One might expect this work at least to raise a caution flag, but it has been vociferously attacked on methodological grounds by the same organizations that tout the value of politically congenial research that suffers from more severe methodological shortcomings. This is what one expects from activists, not scientists.

 — See also Well-spent Journey on the Loren Marks and Mark Regnerus studies.

If one accepts contemporary feminism’s premise that men and women are essentially interchangeable, it is very difficult to formulate a coherent reason why, for the purposes of marriage, one of each should be treated any differently from two of one or the other.

I dated some great guys, and was in a couple of long-term relationships. Over several years, intellectual honesty led me to some unexpected conclusions: (1) Creating a family with another man is not completely equal to creating a family with a woman, and (2) denying children parents of both genders at home is an objective evil. Kids need and yearn for both.

Update (May 20th, 2013): Mark Steyn contemplates further.

Underneath all this apparent “fairness” is a lot of unfairness. Entire new categories of crime have arisen in the wake of familial collapse, like the legions of adolescent daughters abused by Mom’s latest live-in boyfriend. Millions of children are now raised in transient households that make not just economic opportunity but even elementary character-formation all but impossible. . . .

“Fiscal conservatives” recoil from this kind of talk like homophobes at a bathhouse: The sooner some judge somewhere takes gay marriage off the table the sooner the right can go back to talking about debt and Obamacare without being dismissed as uptight theocratic bigots. But it doesn’t work like that. Most of the social liberalism comes with quite a price tag. The most reliable constituency for Big Government is single women, for whom the state is a girl’s best friend, the sugar daddy whose checks never bounce. A society in which a majority of births are out of wedlock cannot be other than a Big Government welfare society. Ruining a nation’s finances is one thing; debauching its human capital is far harder to fix.

Statistically speaking, one-third of 1 percent of all Canadian nuptials are same-sex, and, of that nought-point-three-three, many this last decade have been American gays heading north for a marriage license they’re denied in their own country. So gay marriage will provide an important legal recognition for an extremely small number of persons who do not currently enjoy it. But, putting aside arguments over the nature of marital union, the legalization of gay marriage will empower a lot more “vigilance” from all the right-thinking people over everybody else.

Mr. Mutchnick’s comparison of the word “homosexual” with “Negro” gives the game away: Just as everything any conservative says about anything is racist, so now it will also be homophobic. . . .

. . . Indeed, he even took the precaution of averring that he didn’t “have a strong feeling either way.”

You sick bigot theocrat hater! Not having a strong feeling is no longer permitted. The Diversity Celebrators have their exquisitely sensitive antennae attuned for anything less than enthusiastic approval.

(Read the whole thing.)

 

(I also corrected a punctuation mark above.)

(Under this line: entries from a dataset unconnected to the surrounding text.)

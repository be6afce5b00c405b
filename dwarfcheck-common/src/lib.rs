//! Shared byte-access primitives for the dwarfcheck workspace.
//!
//! The only export is [`ByteView`], a smart pointer handing out `&[u8]` over
//! either a memory-mapped file or an owned buffer. The checking library works
//! exclusively on borrowed byte slices; this type is what owns them.

mod byteview;

pub use crate::byteview::ByteView;
#[cfg(test)]
mod tests {
    use super::*;
    use goblin::elf::header::{EM_X86_64, ET_REL};

    fn alloc_section(name: &str, size: u64, align: u64, addr: u64) -> ElfSection<'static> {
        let mut sec = ElfSection::new(name);
        sec.sh_flags = u64::from(SHF_ALLOC);
        sec.sh_size = size;
        sec.sh_addralign = align;
        sec.sh_addr = addr;
        sec
    }

    #[test]
    fn test_layout_rel_assigns_addresses() {
        let mut file = ElfFile::empty(true, true, ET_REL, EM_X86_64);
        file.sections.push(alloc_section(".text", 0x13, 16, 0));
        file.sections.push(alloc_section(".data", 0x8, 8, 0));
        file.sections.push(alloc_section(".bss", 0x4, 4, 0));

        file.layout_rel();

        assert_eq!(file.sections[1].sh_addr, 0);
        // 0x13 rounded up to the next 8-aligned offset.
        assert_eq!(file.sections[2].sh_addr, 0x18);
        assert_eq!(file.sections[3].sh_addr, 0x20);
    }

    #[test]
    fn test_layout_rel_ignores_non_alloc() {
        let mut file = ElfFile::empty(true, true, ET_REL, EM_X86_64);
        file.sections.push(alloc_section(".text", 0x10, 4, 0));
        let mut debug = ElfSection::new(".debug_info");
        debug.sh_size = 0x100;
        file.sections.push(debug);
        file.sections.push(alloc_section(".data", 0x10, 4, 0));

        file.layout_rel();

        assert_eq!(file.sections[2].sh_addr, 0);
        assert_eq!(file.sections[3].sh_addr, 0x10);
    }

    #[test]
    fn test_layout_skips_non_rel_files() {
        let mut file = ElfFile::empty(true, true, goblin::elf::header::ET_EXEC, EM_X86_64);
        file.sections.push(alloc_section(".text", 0x10, 4, 0));
        file.layout_rel();
        assert_eq!(file.sections[1].sh_addr, 0);
    }

    #[test]
    fn test_debug_section_lookup() {
        let mut file = ElfFile::empty(true, true, ET_REL, EM_X86_64);
        let mut sec = ElfSection::new(".debug_info");
        sec.data = Some(&[]);
        file.sections.push(sec);

        assert!(file.debug_section(SectionId::Info).is_some());
        assert!(file.debug_section_data(SectionId::Info).is_some());
        assert!(file.debug_section(SectionId::Line).is_none());
        assert!(file.section_by_name(".debug_info").is_some());
    }
}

15 Responses to “Marriage”

  1. Snoodickle Says:

    “I would say that the primary purpose of having a public or legal such thing as marriage is to keep track of whom children belong to, and to try to give them a stable, wholesome environment to grow up in.”

    So would you agree that children of gay couples should be able to live in a world where their parents are married?

    As to the history of marriage, should I put my trust in the wisdom of generations who thought slavery, segregation, and anti-miscegenation laws were good public policy?

    I’d also like to address some of your legal arguments. Putting aside that Prop 8 did in fact withdraw a right to marriage established by the California Supreme Court, reasonable minds can certainly disagree about whether the stated government rationales for excluding same-sex couples from the institution of marriage are rationally related to the legitimate state interests of fostering monogomous relationships and responsible procreation. However, it is exceedingly difficult to argue that those rationales apply to a state like California, which bestows upon gay couples all of the incidents and burdens of marriage, but withholds only the designation. I would be very interested to hear your argument in defense of the “everything but marriage” policy on constitutional grounds.

    As to DOMA, you are indeed correct that it does not ban gay marriage. That is why a Supreme Court decision striking down the defintional section on either federalism or equal protection grounds (which appears quite likely) would not establish a nationwide right to gay marriage, as it would be completely incongruous for the Court to strike down gay marriage bans in a case involving a law that does not even ban gay marriage. In any event, it would seem that a states-rights champion such as yourself would be inclined toward the view that the defintion of marriage should be, and is, the sole province of the states, and the definitional section of DOMA is therefore unconstitutional under the Tenth Amendment.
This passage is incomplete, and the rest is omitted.